> _Recorded data_:
━━━━━━━━

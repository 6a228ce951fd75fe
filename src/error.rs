//! Error classification and response mapping for the login flow.
//!
//! Every failure in the flow is folded into a coarse six-kind classification
//! so that provider internals never reach the browser. Each kind maps to an
//! explicit status and a fixed-content error page; details go to the
//! structured log only, correlated by the display session id.

use axum::http::StatusCode;
use axum::response::{Html, IntoResponse, Response};

use crate::oidc::ProviderError;
use crate::random::EntropyError;
use crate::state::AppState;

/// Coarse classification of login-flow failures.
#[derive(Debug, Clone, Copy, PartialEq, Eq)]
pub enum ErrorKind {
    /// Internal or unexpected failure
    Misc,
    /// Missing or invalid authorization code
    Code,
    /// State value missing or mismatching
    State,
    /// Token value issues (reserved)
    Token,
    /// Missing required query parameter (reserved)
    Param,
    /// Operation against data not owned by the requesting identity
    Illegal,
}

impl ErrorKind {
    pub fn status(self) -> StatusCode {
        match self {
            ErrorKind::Misc => StatusCode::INTERNAL_SERVER_ERROR,
            ErrorKind::Illegal => StatusCode::FORBIDDEN,
            ErrorKind::Code | ErrorKind::State | ErrorKind::Token | ErrorKind::Param => {
                StatusCode::BAD_REQUEST
            }
        }
    }

    /// Template rendered for this kind.
    fn template(self) -> &'static str {
        match self {
            ErrorKind::Misc => "internal_error.html",
            _ => "bad_state.html",
        }
    }

    /// Short fixed message shown to the user. Never includes provider
    /// or internal details.
    pub fn message(self) -> &'static str {
        match self {
            ErrorKind::Misc => "Something went wrong on our side. Please try again later.",
            ErrorKind::Code => "The login response was missing its authorization code.",
            ErrorKind::State => "The login attempt could not be validated. Please try again.",
            ErrorKind::Token => "The login token was not accepted. Please try again.",
            ErrorKind::Param => "A required parameter was missing from the request.",
            ErrorKind::Illegal => "This action is not permitted for the signed-in identity.",
        }
    }

    /// Stable label used in log fields.
    pub fn label(self) -> &'static str {
        match self {
            ErrorKind::Misc => "misc",
            ErrorKind::Code => "code",
            ErrorKind::State => "state",
            ErrorKind::Token => "token",
            ErrorKind::Param => "param",
            ErrorKind::Illegal => "illegal",
        }
    }
}

/// Failures of the login-flow state machine, one variant per gate.
#[derive(Debug, thiserror::Error)]
pub enum FlowError {
    #[error("state missing, mismatching, or already consumed")]
    StateMismatch,

    #[error("missing authorization code")]
    MissingCode,

    #[error("token exchange failed: {0}")]
    Exchange(ProviderError),

    #[error("token response carried no id_token")]
    MissingIdToken,

    #[error("ID token verification failed: {0}")]
    Verification(ProviderError),

    #[error("ID token nonce does not match session nonce")]
    NonceMismatch,

    #[error("session identifier renewal failed: {0}")]
    Renewal(EntropyError),

    #[error("subject query attempted without a stored token")]
    MissingToken,

    #[error("subject query failed: {0}")]
    Subject(ProviderError),

    #[error("authenticated session is missing subject, state, or nonce")]
    IncompleteSession,

    #[error("session subject does not match provider subject")]
    SubjectMismatch,

    #[error(transparent)]
    Entropy(#[from] EntropyError),
}

impl FlowError {
    pub fn kind(&self) -> ErrorKind {
        match self {
            FlowError::StateMismatch => ErrorKind::State,
            FlowError::MissingCode => ErrorKind::Code,
            FlowError::IncompleteSession => ErrorKind::State,
            FlowError::SubjectMismatch => ErrorKind::Illegal,
            FlowError::Exchange(_)
            | FlowError::MissingIdToken
            | FlowError::Verification(_)
            | FlowError::NonceMismatch
            | FlowError::Renewal(_)
            | FlowError::MissingToken
            | FlowError::Subject(_)
            | FlowError::Entropy(_) => ErrorKind::Misc,
        }
    }
}

/// Render the error page for a kind, echoing the display session id for
/// correlation when available.
pub fn error_response(state: &AppState, session_id: Option<&str>, kind: ErrorKind) -> Response {
    let status = kind.status();

    let mut context = crate::templates::base_context(&state.config.ui);
    context.insert("error", kind.message());
    if let Some(id) = session_id {
        context.insert("session_id", id);
    }

    match state.tera.render(kind.template(), &context) {
        Ok(html) => (status, Html(html)).into_response(),
        Err(e) => {
            tracing::error!(error = %e, kind = kind.label(), "Failed to render error page");
            // Fallback matching the structure of the error templates.
            let body = format!(
                r#"<!DOCTYPE html>
<html>
<head>
    <title>Error {}</title>
    <link rel="stylesheet" href="/static/css/style.css">
</head>
<body>
    <div class="container">
        <div class="error-page">
            <h1>Error {}</h1>
            <p>{}</p>
            <a href="/">Return to homepage</a>
        </div>
    </div>
</body>
</html>"#,
                status.as_u16(),
                status.as_u16(),
                kind.message()
            );
            (status, Html(body)).into_response()
        }
    }
}

#[cfg(test)]
mod tests {
    use super::*;

    #[test]
    fn kinds_map_to_explicit_statuses() {
        assert_eq!(ErrorKind::Misc.status(), StatusCode::INTERNAL_SERVER_ERROR);
        assert_eq!(ErrorKind::State.status(), StatusCode::BAD_REQUEST);
        assert_eq!(ErrorKind::Code.status(), StatusCode::BAD_REQUEST);
        assert_eq!(ErrorKind::Token.status(), StatusCode::BAD_REQUEST);
        assert_eq!(ErrorKind::Param.status(), StatusCode::BAD_REQUEST);
        assert_eq!(ErrorKind::Illegal.status(), StatusCode::FORBIDDEN);
    }

    #[test]
    fn flow_errors_classify_per_gate() {
        assert_eq!(FlowError::StateMismatch.kind(), ErrorKind::State);
        assert_eq!(FlowError::MissingCode.kind(), ErrorKind::Code);
        assert_eq!(FlowError::NonceMismatch.kind(), ErrorKind::Misc);
        assert_eq!(FlowError::MissingIdToken.kind(), ErrorKind::Misc);
        assert_eq!(FlowError::IncompleteSession.kind(), ErrorKind::State);
        assert_eq!(FlowError::SubjectMismatch.kind(), ErrorKind::Illegal);
    }

    #[test]
    fn messages_do_not_leak_internals() {
        for kind in [
            ErrorKind::Misc,
            ErrorKind::Code,
            ErrorKind::State,
            ErrorKind::Token,
            ErrorKind::Param,
            ErrorKind::Illegal,
        ] {
            let message = kind.message();
            assert!(!message.is_empty());
            assert!(!message.contains("error:"), "no nested error text");
        }
    }
}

━━━━━━━━

> _Exercise details_: Your reply must consist of a number alone: the count of lines in the listing that contain the string "insert".

> _Task answer_: 2